The Apollo Clinic Srinagar, Karanagar Srinagar - 190010, Jammu & Kashmir, India.

ABSTRACT: We studied the feasibility, safety, clinical benefit, efficacy and 30 day outcome in 50 patients receiving tirofiban in patients with failed thrombolysis in acute ST elevation myocardial infarction, and compared with 50 patients for age, gender and infarct location, who did not receive rescue treatment for different reasons. Tirofiban resulted in an overall ST segment elevation, resolution, at 240 minutes in 44 patients (88 %). Incidence of major events during hospitalization was higher in control group. One patient (2 %) died in study group against  4(8%) in control group while 4 patients had refractory angina needing early percutaneous coronary intervention as compared to 13 in control group.  None reinfarcted as against 4 in control group. Two patients developed congestive heart failure against 8 in control group. However, minor bleeding events (mainly gum) were significantly higher, 9 against 0 in control group. Coronary angiography revealed residual thrombus only in 4 patients treated with tirofiban compared to 13 in controls and surprisingly the number of stents required were less in study group  (74 % i.e. 37 patients) against (96 %  i.e. 48 patients) in control group. On 30 day follow up no death, congestive heart failure or repeat revascularization procedure was recorded in the study group with significant improvement in left ventricular ejection fraction, while as there were 3 deaths and 4 patients had congestive heart failure in control group.

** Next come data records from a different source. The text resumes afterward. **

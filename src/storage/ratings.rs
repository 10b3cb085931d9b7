//! Доступ к таблице `ratings`.
//!
//! Пара (event_id, rater_id, rated_id) уникальна: повторная оценка того же
//! участника за то же мероприятие перезаписывает балл, а не добавляет строку.

use chrono::NaiveDateTime;
use rusqlite::{Connection, Result};

use crate::storage::db::parse_ts;
use crate::storage::users::User;

/// Строка таблицы `ratings`.
#[derive(Debug, Clone)]
pub struct Rating {
    pub id: i64,
    pub event_id: i64,
    pub rater_id: i64,
    pub rated_id: i64,
    /// Балл 1..=5
    pub score: u8,
    pub comment: Option<String>,
    pub created_at: Option<NaiveDateTime>,
}

fn row_to_rating(row: &rusqlite::Row<'_>) -> Result<Rating> {
    Ok(Rating {
        id: row.get(0)?,
        event_id: row.get(1)?,
        rater_id: row.get(2)?,
        rated_id: row.get(3)?,
        score: row.get(4)?,
        comment: row.get(5)?,
        created_at: row.get::<_, Option<String>>(6)?.as_deref().and_then(parse_ts),
    })
}

/// Получает существующую оценку для пары (event, rater, rated).
pub fn get_rating(
    conn: &Connection,
    event_id: i64,
    rater_id: i64,
    rated_id: i64,
) -> Result<Option<Rating>> {
    let mut stmt = conn.prepare(
        "SELECT id, event_id, rater_id, rated_id, score, comment, created_at
         FROM ratings WHERE event_id = ?1 AND rater_id = ?2 AND rated_id = ?3",
    )?;
    let mut rows = stmt.query_map([event_id, rater_id, rated_id], row_to_rating)?;

    rows.next().transpose()
}

/// Вставляет новую оценку.
pub fn insert_rating(
    conn: &Connection,
    event_id: i64,
    rater_id: i64,
    rated_id: i64,
    score: u8,
    comment: Option<&str>,
) -> Result<()> {
    conn.execute(
        "INSERT INTO ratings (event_id, rater_id, rated_id, score, comment)
         VALUES (?1, ?2, ?3, ?4, ?5)",
        rusqlite::params![event_id, rater_id, rated_id, score, comment],
    )?;
    Ok(())
}

/// Перезаписывает балл существующей оценки.
///
/// `created_at` строки сохраняется: запись отражает первый факт оценки,
/// балл — последнее мнение.
pub fn update_rating_score(
    conn: &Connection,
    rating_id: i64,
    score: u8,
    comment: Option<&str>,
) -> Result<()> {
    conn.execute(
        "UPDATE ratings SET score = ?1, comment = ?2 WHERE id = ?3",
        rusqlite::params![score, comment, rating_id],
    )?;
    Ok(())
}

/// Со-участники мероприятия, которых `rater_id` еще не оценил.
///
/// Сам оценивающий исключается. Порядок устойчивый: по возрастанию
/// внутреннего ID пользователя.
pub fn list_unrated_co_participants(
    conn: &Connection,
    event_id: i64,
    rater_id: i64,
) -> Result<Vec<User>> {
    let mut stmt = conn.prepare(
        "SELECT u.id, u.telegram_id, u.username, u.first_name, u.last_name, u.city, u.display_name,
                u.age, u.gender, u.about, u.rating, u.tokens, u.user_type, u.vip_until, u.created_at
         FROM users u
         JOIN event_participants ep ON ep.user_id = u.id
         WHERE ep.event_id = ?1
           AND u.id != ?2
           AND NOT EXISTS (
               SELECT 1 FROM ratings r
               WHERE r.event_id = ?1 AND r.rater_id = ?2 AND r.rated_id = u.id
           )
         ORDER BY u.id ASC",
    )?;
    let rows = stmt.query_map([event_id, rater_id], crate::storage::users::row_to_user)?;

    rows.collect()
}

#[cfg(test)]
mod tests {
    use super::*;
    use crate::core::types::{EventPurpose, Gender, TargetAudience};
    use crate::storage::events::{create_event, insert_participant_guarded};
    use crate::storage::migrations::run_migrations_for_test;
    use crate::storage::users::create_user;
    use chrono::NaiveDate;

    fn test_conn() -> Connection {
        let mut conn = Connection::open_in_memory().unwrap();
        run_migrations_for_test(&mut conn).unwrap();
        conn
    }

    fn now() -> NaiveDateTime {
        NaiveDate::from_ymd_opt(2025, 6, 1)
            .unwrap()
            .and_hms_opt(12, 0, 0)
            .unwrap()
    }

    fn seed(conn: &Connection) -> (i64, i64, i64, i64) {
        let creator = create_user(
            conn, 1, None, None, None, "Москва", "Орг", 30, Gender::Male, None,
        )
        .unwrap();
        let rater = create_user(
            conn, 2, None, None, None, "Москва", "Оценщик", 25, Gender::Female, None,
        )
        .unwrap();
        let peer_a = create_user(
            conn, 3, None, None, None, "Москва", "А", 25, Gender::Male, None,
        )
        .unwrap();
        let peer_b = create_user(
            conn, 4, None, None, None, "Москва", "Б", 25, Gender::Male, None,
        )
        .unwrap();

        let event = create_event(
            conn,
            creator.id,
            "Прошедшая встреча",
            "Москва",
            EventPurpose::Meet,
            TargetAudience::All,
            None,
            None,
            "-",
            now() - chrono::Duration::days(1),
            None,
        )
        .unwrap();

        for uid in [rater.id, peer_a.id, peer_b.id] {
            insert_participant_guarded(conn, uid, event.id, now() - chrono::Duration::days(2))
                .unwrap();
        }

        (event.id, rater.id, peer_a.id, peer_b.id)
    }

    #[test]
    fn test_unique_rating_per_triple() {
        let conn = test_conn();
        let (event_id, rater_id, peer_a, _) = seed(&conn);

        insert_rating(&conn, event_id, rater_id, peer_a, 5, None).unwrap();
        assert!(insert_rating(&conn, event_id, rater_id, peer_a, 4, None).is_err());

        let rating = get_rating(&conn, event_id, rater_id, peer_a).unwrap().unwrap();
        assert_eq!(rating.score, 5);
    }

    #[test]
    fn test_update_keeps_single_row() {
        let conn = test_conn();
        let (event_id, rater_id, peer_a, _) = seed(&conn);

        insert_rating(&conn, event_id, rater_id, peer_a, 2, None).unwrap();
        let rating = get_rating(&conn, event_id, rater_id, peer_a).unwrap().unwrap();
        update_rating_score(&conn, rating.id, 5, Some("передумал")).unwrap();

        let count: i64 = conn
            .query_row("SELECT COUNT(*) FROM ratings", [], |row| row.get(0))
            .unwrap();
        assert_eq!(count, 1);

        let updated = get_rating(&conn, event_id, rater_id, peer_a).unwrap().unwrap();
        assert_eq!(updated.id, rating.id);
        assert_eq!(updated.score, 5);
        assert_eq!(updated.comment.as_deref(), Some("передумал"));
    }

    #[test]
    fn test_unrated_worklist_shrinks_and_excludes_rater() {
        let conn = test_conn();
        let (event_id, rater_id, peer_a, peer_b) = seed(&conn);

        let worklist = list_unrated_co_participants(&conn, event_id, rater_id).unwrap();
        let ids: Vec<i64> = worklist.iter().map(|u| u.id).collect();
        assert_eq!(ids, vec![peer_a, peer_b]);
        assert!(!ids.contains(&rater_id));

        insert_rating(&conn, event_id, rater_id, peer_a, 4, None).unwrap();

        let worklist = list_unrated_co_participants(&conn, event_id, rater_id).unwrap();
        let ids: Vec<i64> = worklist.iter().map(|u| u.id).collect();
        assert_eq!(ids, vec![peer_b]);
    }
}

Thrombolysis, antiplatelet, tirofiban

INTRODUCTION: Success rate of intravenous thrombolysis is close to 70 %. Therefore stratigies for failed thrombolysis or reocclusion/ reinfarction also need to be planned in advance. Ongoing   chest  pain, non-resolution of ECG i.e. failure of the elevated ST segment to fall by 50% or more in lead with maximal ST elevation recorded  90 minutes after onset of thrombolysis, hemodynamic or electric instability indicate failure of recanalization. Repeat thrombolysis with the same or other agent is not to be practiced.

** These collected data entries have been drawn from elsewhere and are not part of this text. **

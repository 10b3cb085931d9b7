pub mod config;
pub mod error;
pub mod logging;
pub mod rating;
pub mod registration;
pub mod types;
pub mod validation;
pub mod vip;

A rescue percutaneous coronary angioplasty must be encouraged even though the outcomes of rescue angioplasty are not good. If rescue angioplasty is not available, small molecule Gp IIb/ IIIa inhibitors, tirofiban, eptifibatide can be used as a  24 to 48 hour infusion as a last resort ^{1 - 4}. With this idea in background, we studied the feasibility, safety, clinical benefits, efficacy and 30 days outcome in patients receiving tirofiban for failed thrombolysis where immediate rescue angioplasty was not possible.

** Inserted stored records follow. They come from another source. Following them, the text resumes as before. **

/// Callback-действия меню профиля (`profile:<action>`).
pub async fn on_profile_action(
    bot: &Bot,
    chat_id: ChatId,
    deps: &HandlerDeps,
    action: &str,
) -> Result<(), HandlerError> {
    let Some(user) = registered_user(deps, chat_id)? else {
        bot.send_message(chat_id, "Сначала заполните профиль: отправьте /start.")
            .await?;
        return Ok(());
    };

    match action {
        "edit" => {
            bot.send_message(chat_id, "Что изменить?")
                .reply_markup(keyboards::edit_profile_keyboard())
                .await?;
        }
        "vip" => {
            let mut conn = get_connection(&deps.db_pool)?;
            match vip::purchase_vip(&mut conn, user.id, local_now()) {
                Ok(until) => {
                    bot.send_message(
                        chat_id,
                        format!(
                            "Поздравляем! Вы приобрели VIP-статус до {}.",
                            until.format("%d.%m.%Y")
                        ),
                    )
                    .await?;
                }
                Err(e @ DomainError::InsufficientTokens { .. }) => {
                    bot.send_message(chat_id, e.user_message()).await?;
                    bot.send_message(chat_id, texts::VIP_INFO)
                        .parse_mode(ParseMode::Html)
                        .reply_markup(keyboards::topup_keyboard())
                        .await?;
                }
                Err(e) => {
                    log::error!("VIP purchase failed for user {}: {}", user.id, e);
                    bot.send_message(chat_id, e.user_message()).await?;
                }
            }
        }
        "myevents" => {
            let conn = get_connection(&deps.db_pool)?;
            let created = events::list_events_by_creator(&conn, user.id)?
                .into_iter()
                .map(|event| {
                    let participants = events::list_participants(&conn, event.id)?;
                    Ok((event, participants))
                })
                .collect::<Result<Vec<_>, rusqlite::Error>>()?;
            let registrations = events::list_registered_events(&conn, user.id, local_now())?;

            bot.send_message(chat_id, my_events_overview(&created, &registrations))
                .parse_mode(ParseMode::Html)
                .await?;
        }
        "topup" => {
            bot.send_message(chat_id, "Выберите сумму пополнения:")
                .reply_markup(keyboards::topup_keyboard())
                .await?;
        }
        "history" => {
            let conn = get_connection(&deps.db_pool)?;
            let entries = transactions::list_transactions(&conn, user.id, 10)?;
            if entries.is_empty() {
                bot.send_message(chat_id, "Операций пока не было.").await?;
            } else {
                let lines = entries
                    .iter()
                    .map(|t| format!("{:+} — {}", t.amount, t.description))
                    .collect::<Vec<_>>()
                    .join("\n");
                bot.send_message(chat_id, format!("Последние операции:\n{lines}"))
                    .await?;
            }
        }
        _ => {}
    }

    Ok(())
}

/// Сводка «Мои мероприятия»: созданные события с их участниками и
/// предстоящие записи пользователя.
fn my_events_overview(created: &[(Event, Vec<User>)], registrations: &[Event]) -> String {
    let mut sections = vec!["<b>Мои мероприятия</b>".to_string()];

    if created.is_empty() {
        sections.push("Вы пока не создали ни одного мероприятия.".to_string());
    } else {
        let lines = created
            .iter()
            .map(|(event, participants)| {
                let names = if participants.is_empty() {
                    "пока никого".to_string()
                } else {
                    participants
                        .iter()
                        .map(|p| p.display_name.as_str())
                        .collect::<Vec<_>>()
                        .join(", ")
                };
                format!(
                    "• {} — {} (участники: {})",
                    event.title,
                    event.event_date.format("%d.%m.%Y %H:%M"),
                    names
                )
            })
            .collect::<Vec<_>>()
            .join("\n");
        sections.push(format!("<b>Созданные:</b>\n{lines}"));
    }

    if registrations.is_empty() {
        sections.push("Предстоящих записей нет.".to_string());
    } else {
        let lines = registrations
            .iter()
            .map(|event| {
                format!("• {} — {}", event.title, event.event_date.format("%d.%m.%Y %H:%M"))
            })
            .collect::<Vec<_>>()
            .join("\n");
        sections.push(format!("<b>Мои записи:</b>\n{lines}"));
    }

    sections.join("\n\n")
}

The  GP IIb/ IIIa  receptor  inhibitors  are a potent class of antiplatelet drugs that  act by preventing  the  final  common   pathway  of platelet   aggregation, i.e., fibrinogen mediated  cross linkage  of  platelets  through the GP IIb / IIIa  receptor. These agents  are  potent  inhibitors  of platelet  aggregation  (e. g,  thrombin,  ADP, collagen, serotonin).  Tirofiban is a non peptide antagonist of the platelet glycoprotein (GP IIb/IIIa) receptor, which inhibits platelet aggregation. When given according to the recommended regimen, greater than 90 % inhibition is attained by the end of the 30 minutes infusion. Platelet aggregation inhibition is reversible following cessation of the infusion of tirofiban, hydrochloride. Tirofiban also stimulates VEGF expression and promotes proliferation of endothelial cells. VEGF is a well known inhibitor of endothelial cell apoptosis ⁵.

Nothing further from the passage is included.